En rejetant l'option des ordonnances, la navette parlementaire a donc manifestement enrichi le texte, tout en donnant aux acteurs de terrain, et notamment aux élus locaux, les moyens d'agir dès à présent.
Bien qu'ayant donc réduit son champ, le Parlement a maintenu, dans l'article 125 de la loi, plusieurs habilitations à légiférer par ordonnance. Pris sur le fondement de cet article, un projet d'ordonnance relatif à la prévention et à la gestion des déchets vise notamment à préciser les modalités selon lesquelles l'État assure la communication inter-filières et à transposer, en complément des dispositions déjà adoptées dans la loi, les directives européennes relatives à la prévention et à la gestion des déchets 226 ( * ) . La commission s'assurera que le point de vue des territoires et l'ambition du législateur soient fidèlement retranscrits dans ce projet et dans celui ou ceux qui pourraient suivre.
* 224 Obligation inscrite au II de l'article L. 541-10-6 du code de l'environnement.
* 225 Titre V (Lutte contre les dépôts sauvages), articles 93 à 106.

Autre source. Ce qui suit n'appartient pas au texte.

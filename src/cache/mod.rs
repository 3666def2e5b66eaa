//! Cache Module
//!
//! Two LRU stores with TTL expiration, one in-process and one in Redis, kept
//! in step by the [`DualCache`] coordinator.

mod dual;
mod entry;
mod local;
mod lru;
pub mod remote;
mod stats;


// Re-export public types
pub use dual::{DualCache, DualStats};
pub use entry::CacheEntry;
pub use local::LocalStore;
pub use lru::LruTracker;
pub use remote::{MemoryBackend, RedisBackend, RemoteBackend, RemoteStore};
pub use stats::CacheStats;
use serde::{Deserialize, Serialize};

#[derive(Clone, Copy, Debug, Default, PartialEq, Eq, Hash, Serialize, Deserialize)]
#[serde(rename_all = "lowercase")]
pub enum NodeCategory {
	Fact,
	Conversation,
	#[default]
	#[serde(other)]
	Other,
}

impl NodeCategory {
	pub fn as_str(&self) -> &'static str {
		match self {
			Self::Fact => "fact",
			Self::Conversation => "conversation",
			Self::Other => "other",
		}
	}
}

impl From<&str> for NodeCategory {
	fn from(s: &str) -> Self {
		match s {
			"fact" => Self::Fact,
			"conversation" => Self::Conversation,
			_ => Self::Other,
		}
	}
}

#[derive(Clone, Debug, PartialEq, Serialize, Deserialize)]
pub struct GraphNode {
	pub id: String,
	pub label: String,
	#[serde(default)]
	pub category: NodeCategory,
	#[serde(default)]
	pub importance: f64,
}

#[derive(Clone, Debug, PartialEq, Serialize, Deserialize)]
pub struct GraphEdge {
	pub source: String,
	pub target: String,
	#[serde(default)]
	pub label: String,
}

/// One snapshot from the graph provider.
#[derive(Clone, Debug, Default, PartialEq, Serialize, Deserialize)]
pub struct GraphData {
	pub nodes: Vec<GraphNode>,
	pub edges: Vec<GraphEdge>,
}
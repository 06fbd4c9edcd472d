//! Per-frame draw list handed to the renderer.

use super::simulation::ForceSimulation;
use super::types::NodeCategory;
use crate::config::NodeStyle;

const MAX_LABEL_CHARS: usize = 24;

#[derive(Clone, Debug, PartialEq)]
pub struct NodeSprite<'a> {
	pub x: f64,
	pub y: f64,
	pub radius: f64,
	pub color: &'a str,
	pub label: &'a str,
}

#[derive(Clone, Copy, Debug, PartialEq)]
pub struct EdgeSegment {
	pub from: (f64, f64),
	pub to: (f64, f64),
}

/// Read-only snapshot of a simulation, taken after the frame's steps ran.
#[derive(Clone, Debug, Default, PartialEq)]
pub struct Scene<'a> {
	pub nodes: Vec<NodeSprite<'a>>,
	pub edges: Vec<EdgeSegment>,
}

impl<'a> Scene<'a> {
	pub fn capture(sim: &'a ForceSimulation, style: &'a NodeStyle) -> Self {
		let nodes = &sim.state().nodes;
		let edges = sim
			.links()
			.iter()
			.filter_map(|&(src, tgt)| {
				let (a, b) = (nodes.get(src)?, nodes.get(tgt)?);
				Some(EdgeSegment {
					from: (a.x, a.y),
					to: (b.x, b.y),
				})
			})
			.collect();

		Self {
			nodes: nodes
				.iter()
				.map(|n| NodeSprite {
					x: n.x,
					y: n.y,
					radius: node_radius(n.importance, style),
					color: node_color(n.category, style),
					label: truncate_label(&n.label),
				})
				.collect(),
			edges,
		}
	}
}

/// Importance is clamped to `[0, 1]`; NaN counts as 0.
pub fn node_radius(importance: f64, style: &NodeStyle) -> f64 {
	let weight = if importance.is_nan() {
		0.0
	} else {
		importance.clamp(0.0, 1.0)
	};
	style.base_radius + weight * style.importance_radius
}

pub fn node_color(category: NodeCategory, style: &NodeStyle) -> &str {
	match category {
		NodeCategory::Fact => &style.fact_color,
		NodeCategory::Conversation => &style.conversation_color,
		NodeCategory::Other => &style.other_color,
	}
}

fn truncate_label(label: &str) -> &str {
	match label.char_indices().nth(MAX_LABEL_CHARS) {
		Some((end, _)) => &label[..end],
		None => label,
	}
}
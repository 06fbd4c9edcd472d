use std::f64::consts::PI;

use web_sys::CanvasRenderingContext2d;

use super::scene::{EdgeSegment, NodeSprite, Scene};
use super::viewport::Transform;
use crate::config::NodeStyle;

pub fn render(
	scene: &Scene,
	transform: &Transform,
	style: &NodeStyle,
	width: f64,
	height: f64,
	ctx: &CanvasRenderingContext2d,
) {
	let _ = ctx.set_transform(1.0, 0.0, 0.0, 1.0, 0.0, 0.0);
	ctx.set_fill_style_str(&style.background);
	ctx.fill_rect(0.0, 0.0, width, height);

	ctx.save();
	let _ = ctx.set_transform(
		transform.scale,
		0.0,
		0.0,
		transform.scale,
		transform.tx,
		transform.ty,
	);
	draw_edges(&scene.edges, transform.scale, style, ctx);
	draw_nodes(&scene.nodes, transform.scale, ctx);
	ctx.restore();
}

fn draw_edges(edges: &[EdgeSegment], k: f64, style: &NodeStyle, ctx: &CanvasRenderingContext2d) {
	ctx.set_stroke_style_str(&style.edge_color);
	ctx.set_line_width(1.5 / k);
	ctx.begin_path();
	for edge in edges {
		ctx.move_to(edge.from.0, edge.from.1);
		ctx.line_to(edge.to.0, edge.to.1);
	}
	ctx.stroke();
}

fn draw_nodes(nodes: &[NodeSprite], k: f64, ctx: &CanvasRenderingContext2d) {
	// labels stay readable at any zoom
	ctx.set_font(&format!("{}px sans-serif", 11.0 / k.max(0.5)));

	for node in nodes {
		ctx.begin_path();
		let _ = ctx.arc(node.x, node.y, node.radius, 0.0, 2.0 * PI);
		ctx.set_fill_style_str(node.color);
		ctx.fill();

		if !node.label.is_empty() {
			ctx.set_fill_style_str("rgba(255, 255, 255, 0.8)");
			let _ = ctx.fill_text(node.label, node.x + node.radius + 3.0, node.y + 3.0);
		}
	}
}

* 226 Les directives (UE) 2018/850 du Parlement européen et du Conseil du 30 mai 2018 modifiant la directive 1999/31/CE concernant la mise en décharge des déchets (directive « mise en décharge »), (UE) 2018/851 du Parlement européen et du Conseil du 30 mai 2018 modifiant la directive 2008/98/CE relative aux déchets (directive cadre déchets), (UE) 2019/904 du Parlement européen et du Conseil du 5 juin 2019 relative à la réduction de l'incidence de certains produits en plastique sur l'environnement (directive « plastiques à usage unique »).